Sempre sorridente, ela subiu ao palco sozinha: primeiro, para uma sequência a capela, incluindo um número com harpa de boca, instrumento de som metálico ao qual foi apresentada no final dos anos 1960. Depois, acompanhou-se ao piano em números como Gotham Lullaby, presente em um de seus discos mais conhecidos, Dolmen Music (1980), de onde também saiu a curta e animada The Tale. Esta pequena gigante mulher atingiu ares épicos com Madwoman's Vision, do filme/disco Book of Days (1985 _ 90), alternando impressionantes agudos, sons guturais e suspiros. A obra traçava um paralelo entre a Idade Média e o tempo presente no que têm de pior: guerras e medo da aniquilação.

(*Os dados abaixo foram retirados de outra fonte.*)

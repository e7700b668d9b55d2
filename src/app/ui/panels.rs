use eframe::egui::{self, Align, Context, Key, Layout, Ui};

use crate::stack::parse_user_input;

use super::super::ViewModel;

/// Shortcut buttons for a few well-known answerers, the equivalent of the
/// clickable usernames next to the input field.
const PRESET_USERS: &[(&str, u64)] = &[
    ("Jon Skeet", 22656),
    ("VonC", 6309),
    ("BalusC", 157882),
];

/// Input field, load button and preset users. Returns the user id to fetch
/// when the user submitted one this frame.
pub(in crate::app) fn draw_fetch_controls(
    ui: &mut Ui,
    input: &mut String,
    is_fetching: bool,
) -> Option<u64> {
    let mut requested = None;

    let field = ui.add(
        egui::TextEdit::singleline(input)
            .hint_text("user id or profile URL")
            .desired_width(240.0),
    );
    let submitted = field.lost_focus() && ui.input(|state| state.key_pressed(Key::Enter));

    let load_clicked = ui
        .add_enabled(!is_fetching, egui::Button::new("Load"))
        .clicked();

    if submitted || load_clicked {
        match parse_user_input(input) {
            Some(user_id) => requested = Some(user_id),
            None => {
                tracing::warn!(input = input.as_str(), "unrecognized user id input");
            }
        }
    }

    ui.separator();
    for (name, user_id) in PRESET_USERS {
        if ui
            .add_enabled(!is_fetching, egui::Button::new(*name))
            .clicked()
        {
            requested = Some(*user_id);
        }
    }

    if is_fetching {
        ui.spinner();
    }

    requested
}

impl ViewModel {
    pub(in crate::app) fn show(
        &mut self,
        ctx: &Context,
        input: &mut String,
        requested: &mut Option<u64>,
        is_fetching: bool,
    ) {
        egui::TopBottomPanel::top("top_bar")
            .resizable(false)
            .show(ctx, |ui| {
                ui.horizontal(|ui| {
                    ui.heading("tag-bubbles");
                    ui.separator();
                    *requested = draw_fetch_controls(ui, input, is_fetching);
                    ui.with_layout(Layout::right_to_left(Align::Center), |ui| {
                        ui.label(format!("{} points", self.dataset.total_score()));
                        ui.label(format!("{} tags", self.dataset.tag_count()));
                        ui.label(format!("user {}", self.dataset.user_id));
                    });
                });
            });

        egui::CentralPanel::default().show(ctx, |ui| {
            self.draw_chart(ui);
        });
    }
}
use std::sync::LazyLock;

use anyhow::{Context, Result, anyhow};
use regex::Regex;
use serde::Deserialize;

/// One entry of the API's `items` array.
#[derive(Clone, Debug, Deserialize)]
pub(super) struct RawTagStat {
    pub(super) tag_name: String,
    #[serde(default)]
    pub(super) answer_score: u64,
    #[serde(default)]
    pub(super) answer_count: u64,
}

#[derive(Debug, Deserialize)]
struct TopTagsResponse {
    #[serde(default)]
    items: Vec<RawTagStat>,
    error_id: Option<u64>,
    error_message: Option<String>,
}

pub(super) fn parse_top_tags(raw: &str) -> Result<Vec<RawTagStat>> {
    let parsed: TopTagsResponse =
        serde_json::from_str(raw).context("invalid JSON from the Stack Exchange API")?;

    if let Some(error_id) = parsed.error_id {
        let message = parsed
            .error_message
            .unwrap_or_else(|| "unknown API error".to_owned());
        return Err(anyhow!("Stack Exchange API error {error_id}: {message}"));
    }

    Ok(parsed.items)
}

static PROFILE_URL_ID: LazyLock<Regex> =
    LazyLock::new(|| Regex::new(r"users/(\d+)").expect("profile id pattern compiles"));

/// Accepts either a bare numeric id or a pasted profile URL such as
/// `https://stackoverflow.com/users/5806646/some-name`.
pub fn parse_user_input(input: &str) -> Option<u64> {
    let trimmed = input.trim();
    if trimmed.is_empty() {
        return None;
    }

    if let Ok(id) = trimmed.parse::<u64>() {
        return Some(id);
    }

    PROFILE_URL_ID
        .captures(trimmed)
        .and_then(|captures| captures.get(1))
        .and_then(|id| id.as_str().parse::<u64>().ok())
}
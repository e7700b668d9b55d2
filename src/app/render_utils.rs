use eframe::egui::{Color32, Pos2, Rect, Vec2};

pub(super) fn blend_color(base: Color32, overlay: Color32, amount: f32) -> Color32 {
    let amount = amount.clamp(0.0, 1.0);
    let inverse = 1.0 - amount;

    Color32::from_rgba_unmultiplied(
        ((base.r() as f32 * inverse) + (overlay.r() as f32 * amount)) as u8,
        ((base.g() as f32 * inverse) + (overlay.g() as f32 * amount)) as u8,
        ((base.b() as f32 * inverse) + (overlay.b() as f32 * amount)) as u8,
        ((base.a() as f32 * inverse) + (overlay.a() as f32 * amount)) as u8,
    )
}

/// Chart coordinates are centered on the chart rect; the simulation's focal
/// point is the world origin.
pub(super) fn world_to_screen(rect: Rect, world: Vec2) -> Pos2 {
    rect.center() + world
}

pub(super) fn screen_to_world(rect: Rect, screen: Pos2) -> Vec2 {
    screen - rect.center()
}

pub(super) fn circle_visible(rect: Rect, position: Pos2, radius: f32) -> bool {
    !(position.x + radius < rect.left()
        || position.x - radius > rect.right()
        || position.y + radius < rect.top()
        || position.y - radius > rect.bottom())
}

#[cfg(test)]
mod tests {
    use super::*;
    use eframe::egui::{pos2, vec2};

    #[test]
    fn world_origin_is_the_rect_center() {
        let rect = Rect::from_min_size(pos2(0.0, 0.0), vec2(1100.0, 540.0));
        assert_eq!(world_to_screen(rect, Vec2::ZERO), rect.center());
        assert_eq!(screen_to_world(rect, rect.center()), Vec2::ZERO);
    }

    #[test]
    fn screen_and_world_round_trip() {
        let rect = Rect::from_min_size(pos2(30.0, 40.0), vec2(800.0, 600.0));
        let world = vec2(-120.0, 75.0);
        assert_eq!(screen_to_world(rect, world_to_screen(rect, world)), world);
    }

    #[test]
    fn blend_color_endpoints_return_the_inputs() {
        let low = Color32::from_rgb(34, 131, 187);
        let high = Color32::from_rgb(216, 31, 28);
        assert_eq!(blend_color(low, high, 0.0), low);
        assert_eq!(blend_color(low, high, 1.0), high);
    }

    #[test]
    fn offscreen_circles_are_culled() {
        let rect = Rect::from_min_size(pos2(0.0, 0.0), vec2(100.0, 100.0));
        assert!(circle_visible(rect, pos2(50.0, 50.0), 10.0));
        assert!(circle_visible(rect, pos2(-5.0, 50.0), 10.0));
        assert!(!circle_visible(rect, pos2(-50.0, 50.0), 10.0));
        assert!(!circle_visible(rect, pos2(50.0, 200.0), 10.0));
    }
}
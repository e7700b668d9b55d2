use eframe::egui::{self, Align2, Color32, FontId, Sense, Stroke, Ui};

use crate::util::ease_in_out_cubic;

use super::super::render_utils::{blend_color, circle_visible, world_to_screen};
use super::super::{ViewModel, physics};
use super::build::lerp;

const BACKGROUND: Color32 = Color32::from_rgb(19, 23, 29);
const LABEL_COLOR: Color32 = Color32::from_rgb(24, 26, 30);
const LABEL_BASE_FONT: f32 = 13.0;
/// Labels that would render smaller than this are dropped entirely.
const LABEL_MIN_FONT: f32 = 14.0;
const LABEL_FIT_PADDING: f32 = 8.0;

impl ViewModel {
    pub(in crate::app) fn draw_chart(&mut self, ui: &mut Ui) {
        let (rect, response) = ui.allocate_exact_size(ui.available_size(), Sense::click_and_drag());
        let painter = ui.painter_at(rect);
        painter.rect_filled(rect, 0.0, BACKGROUND);

        let now = ui.input(|input| input.time);
        let delta_seconds = ui
            .input(|input| input.stable_dt)
            .clamp(1.0 / 240.0, 1.0 / 20.0);

        let progress = ease_in_out_cubic(self.transition_progress(now));
        let hovered = self.hovered_index(ui, rect, progress);
        self.handle_drag(rect, &response, hovered);

        self.alpha = physics::advance_alpha(self.alpha);
        let moving = physics::step_simulation(
            &mut self.nodes,
            &mut self.physics_scratch,
            self.alpha,
            delta_seconds,
        );

        let transitioning = progress < 1.0 || !self.exiting.is_empty();
        if moving || transitioning || response.dragged() {
            ui.ctx().request_repaint();
        }

        if hovered.is_some() {
            ui.output_mut(|output| {
                output.cursor_icon = egui::CursorIcon::PointingHand;
            });
        }

        for exiting in &self.exiting {
            let radius = exiting.radius_from * (1.0 - progress);
            let position = world_to_screen(rect, exiting.world_pos);
            if radius > 0.25 && circle_visible(rect, position, radius) {
                painter.circle_filled(position, radius, exiting.color);
            }
        }
        if progress >= 1.0 {
            self.exiting.clear();
        }

        for (index, node) in self.nodes.iter().enumerate() {
            let position = world_to_screen(rect, node.world_pos);
            let radius = lerp(node.radius_from, node.radius_to, progress);
            if radius <= 0.25 || !circle_visible(rect, position, radius) {
                continue;
            }

            let color = blend_color(node.color_from, node.color_to, progress);
            painter.circle_filled(position, radius, color);
            if hovered == Some(index) {
                painter.circle_stroke(position, radius, Stroke::new(1.5, Color32::from_gray(235)));
            }

            if let Some(font_size) = fitted_label_size(ui, &node.tag, radius) {
                painter.text(
                    position,
                    Align2::CENTER_CENTER,
                    &node.tag,
                    FontId::proportional(font_size),
                    LABEL_COLOR,
                );
            }
        }

        let legend_animating = self.legend.draw(&painter, rect, self.color_scale, now);
        if legend_animating {
            ui.ctx().request_repaint();
        }

        self.update_tooltip(ui, now, hovered);
        self.draw_tooltip(&painter);
    }
}

/// Font size that makes `text` span the circle's diameter minus padding,
/// or `None` when the fitted size would be illegibly small.
fn fitted_label_size(ui: &Ui, text: &str, radius: f32) -> Option<f32> {
    let width = ui.fonts_mut(|fonts| {
        fonts
            .layout_no_wrap(
                text.to_owned(),
                FontId::proportional(LABEL_BASE_FONT),
                Color32::WHITE,
            )
            .size()
            .x
    });
    if width <= f32::EPSILON {
        return None;
    }

    let font_size = ((radius * 2.0) - LABEL_FIT_PADDING) / width * LABEL_BASE_FONT;
    (font_size >= LABEL_MIN_FONT).then_some(font_size)
}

Se você perdeu o show, assista a uma apresentação de Meredith Monk em Munique, em 2012, na íntegra:
Choosing Companions, da ópera ATLAS (1991), marcou a primeira participação das cantoras Katie Geissinger e Allison Sniffin, recitando textos em esforçado português. Ambas demonstraram sensibilidade e técnica, compondo um conjunto notável com Monk, o que ficou comprovado em Panda Chant I. Completou o Vocal Ensemble o músico Bohdan Hilash, tocando diferentes instrumentos de sopro de madeira, em uma participação mais discreta.
Generosa, Monk informava os títulos das canções ao público porto-alegrense sempre em português, às vezes brincando com sua dificuldade em pronunciar algumas palavras, como foi o caso do "ão" de Canção da Memória (Memory Song, da performance The Games, de 1983). Seguiu, até o fim, o mesmo ritual: entre uma faixa e outra, agachava-se para bebericar um copo de água.
Embasbacado, o público pediu - e levou - dois bis. Antes do segundo, Monk avisou: "Esta música é difícil. Para nós". E se juntou a Katie para o inacreditável dueto Hocket, uma brincadeira polifônica em que ambas alternam breves notas, construindo a melodia de forma compartilhada, uma técnica que tem origem nos motetos, forma musical dos séculos 13 e 14.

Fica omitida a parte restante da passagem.